Mit dem 1. Mai ist aber auch ein weiterer Jahrestag verbunden: Vor acht Jahren öffnete sich der heimische Arbeitsmarkt für die neuen EU-Mitglieder. Das Inkrafttreten der Arbeitnehmerfreizügigkeit war mit vielen Sorgen verbunden. Heute ist das Meinungsbild zumindest etwas freundlicher. So sagt ein Drittel, dass die Arbeitsmarktöffnung positive Auswirkungen mit sich gebracht hat, explizit negative Folgen konstatieren 27 Prozent. Wie Zahlen des AMS zeigen, stieg das Arbeitskräftepotenzial aus den Nachbarländern gerade im ersten Jahr nach Beginn der Arbeitnehmerfreizügigkeit stark an, flachte dann aber wieder ab.
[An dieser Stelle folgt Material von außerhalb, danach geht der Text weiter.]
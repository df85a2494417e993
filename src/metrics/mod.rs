//! Basic metrics instrumentation for tracking performance.
//!
//! Provides counters and duration tracking for HTTP requests and record
//! operations against the Twenty API.

use std::sync::atomic::{AtomicU64, Ordering};
use std::sync::Arc;
use std::time::{Duration, Instant};

/// Metrics collector for tracking API performance.
#[derive(Debug, Clone)]
pub struct Metrics {
    /// Total number of HTTP requests made
    http_requests_total: Arc<AtomicU64>,

    /// Total number of HTTP errors
    http_errors_total: Arc<AtomicU64>,

    /// Responses carrying a GraphQL `errors` array
    graphql_errors_total: Arc<AtomicU64>,

    /// Total duration of all HTTP requests in milliseconds
    http_duration_total_ms: Arc<AtomicU64>,

    /// Number of records returned by queries
    records_fetched_total: Arc<AtomicU64>,

    records_created_total: Arc<AtomicU64>,
    records_updated_total: Arc<AtomicU64>,
    records_deleted_total: Arc<AtomicU64>,
}

impl Default for Metrics {
    fn default() -> Self {
        Self::new()
    }
}

impl Metrics {
    /// Create a new metrics collector.
    pub fn new() -> Self {
        Self {
            http_requests_total: Arc::new(AtomicU64::new(0)),
            http_errors_total: Arc::new(AtomicU64::new(0)),
            graphql_errors_total: Arc::new(AtomicU64::new(0)),
            http_duration_total_ms: Arc::new(AtomicU64::new(0)),
            records_fetched_total: Arc::new(AtomicU64::new(0)),
            records_created_total: Arc::new(AtomicU64::new(0)),
            records_updated_total: Arc::new(AtomicU64::new(0)),
            records_deleted_total: Arc::new(AtomicU64::new(0)),
        }
    }

    /// Record an HTTP request with duration.
    pub fn record_http_request(&self, duration: Duration) {
        self.http_requests_total.fetch_add(1, Ordering::Relaxed);
        self.http_duration_total_ms
            .fetch_add(duration.as_millis() as u64, Ordering::Relaxed);
    }

    /// Record an HTTP error.
    pub fn record_http_error(&self) {
        self.http_errors_total.fetch_add(1, Ordering::Relaxed);
    }

    /// Record a response whose `errors` array was non-empty.
    pub fn record_graphql_error(&self) {
        self.graphql_errors_total.fetch_add(1, Ordering::Relaxed);
    }

    /// Record records returned by a query.
    pub fn record_records_fetched(&self, count: usize) {
        self.records_fetched_total
            .fetch_add(count as u64, Ordering::Relaxed);
    }

    pub fn record_created(&self) {
        self.records_created_total.fetch_add(1, Ordering::Relaxed);
    }

    pub fn record_updated(&self) {
        self.records_updated_total.fetch_add(1, Ordering::Relaxed);
    }

    pub fn record_deleted(&self) {
        self.records_deleted_total.fetch_add(1, Ordering::Relaxed);
    }

    /// Get total HTTP requests.
    pub fn http_requests_total(&self) -> u64 {
        self.http_requests_total.load(Ordering::Relaxed)
    }

    /// Get total HTTP errors.
    pub fn http_errors_total(&self) -> u64 {
        self.http_errors_total.load(Ordering::Relaxed)
    }

    /// Get total HTTP duration in milliseconds.
    pub fn http_duration_total_ms(&self) -> u64 {
        self.http_duration_total_ms.load(Ordering::Relaxed)
    }

    /// Get average HTTP request duration in milliseconds.
    pub fn http_duration_avg_ms(&self) -> f64 {
        let total = self.http_duration_total_ms.load(Ordering::Relaxed);
        let count = self.http_requests_total.load(Ordering::Relaxed);
        if count == 0 {
            0.0
        } else {
            total as f64 / count as f64
        }
    }

    /// Get total GraphQL error responses.
    pub fn graphql_errors_total(&self) -> u64 {
        self.graphql_errors_total.load(Ordering::Relaxed)
    }

    /// Get total records fetched.
    pub fn records_fetched_total(&self) -> u64 {
        self.records_fetched_total.load(Ordering::Relaxed)
    }

    pub fn records_created_total(&self) -> u64 {
        self.records_created_total.load(Ordering::Relaxed)
    }

    pub fn records_updated_total(&self) -> u64 {
        self.records_updated_total.load(Ordering::Relaxed)
    }

    pub fn records_deleted_total(&self) -> u64 {
        self.records_deleted_total.load(Ordering::Relaxed)
    }

    /// Reset all metrics to zero.
    pub fn reset(&self) {
        self.http_requests_total.store(0, Ordering::Relaxed);
        self.http_errors_total.store(0, Ordering::Relaxed);
        self.graphql_errors_total.store(0, Ordering::Relaxed);
        self.http_duration_total_ms.store(0, Ordering::Relaxed);
        self.records_fetched_total.store(0, Ordering::Relaxed);
        self.records_created_total.store(0, Ordering::Relaxed);
        self.records_updated_total.store(0, Ordering::Relaxed);
        self.records_deleted_total.store(0, Ordering::Relaxed);
    }

    /// Get a summary of all metrics.
    pub fn summary(&self) -> MetricsSummary {
        MetricsSummary {
            http_requests_total: self.http_requests_total(),
            http_errors_total: self.http_errors_total(),
            graphql_errors_total: self.graphql_errors_total(),
            http_duration_total_ms: self.http_duration_total_ms(),
            http_duration_avg_ms: self.http_duration_avg_ms(),
            records_fetched_total: self.records_fetched_total(),
            records_created_total: self.records_created_total(),
            records_updated_total: self.records_updated_total(),
            records_deleted_total: self.records_deleted_total(),
        }
    }
}

/// A snapshot of metrics values.
#[derive(Debug, Clone)]
pub struct MetricsSummary {
    pub http_requests_total: u64,
    pub http_errors_total: u64,
    pub graphql_errors_total: u64,
    pub http_duration_total_ms: u64,
    pub http_duration_avg_ms: f64,
    pub records_fetched_total: u64,
    pub records_created_total: u64,
    pub records_updated_total: u64,
    pub records_deleted_total: u64,
}

/// Helper for timing HTTP requests.
pub struct HttpTimer {
    start: Instant,
    metrics: Metrics,
}

impl HttpTimer {
    /// Start timing an HTTP request.
    pub fn new(metrics: Metrics) -> Self {
        Self {
            start: Instant::now(),
            metrics,
        }
    }

    /// Complete the timing and record the duration.
    pub fn complete(self) {
        let duration = self.start.elapsed();
        self.metrics.record_http_request(duration);
    }

    /// Complete the timing and record as an error.
    pub fn complete_with_error(self) {
        let duration = self.start.elapsed();
        self.metrics.record_http_request(duration);
        self.metrics.record_http_error();
    }
}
Durch den Arbeitskräftezuzug sei es auf der einen Seite zu einer Verdrängung von meist geringer qualifizierten Arbeitnehmern gekommen, andererseits wurden dadurch offene Stellen besetzt.
Dennoch ist ein Hauptkritikpunkt - das Risiko von Lohn- und Sozialdumping - weiterhin aktuell. Die Etablierung einer neuen EU-Arbeitsmarktbehörde könnte hier helfen. Einige der 2004 beigetretenen Länder haben zudem selbst mit massivem Arbeitskräftemangel zu kämpfen.
Rückblickend war die EU-Integration unserer Nachbarn ein notwendiger und letztlich erfolgreicher - wenn auch noch lange nicht abgeschlossener - Prozess. Ebenso ist sie ein Auftrag - trotz Erweiterungsmüdigkeit, dem Chaos rund um den Brexit und zäher Reformfortschritte sowohl in der EU selbst als auch in der Region -, den Ländern am Westbalkan die weitere Annäherung an die EU zu ermöglichen.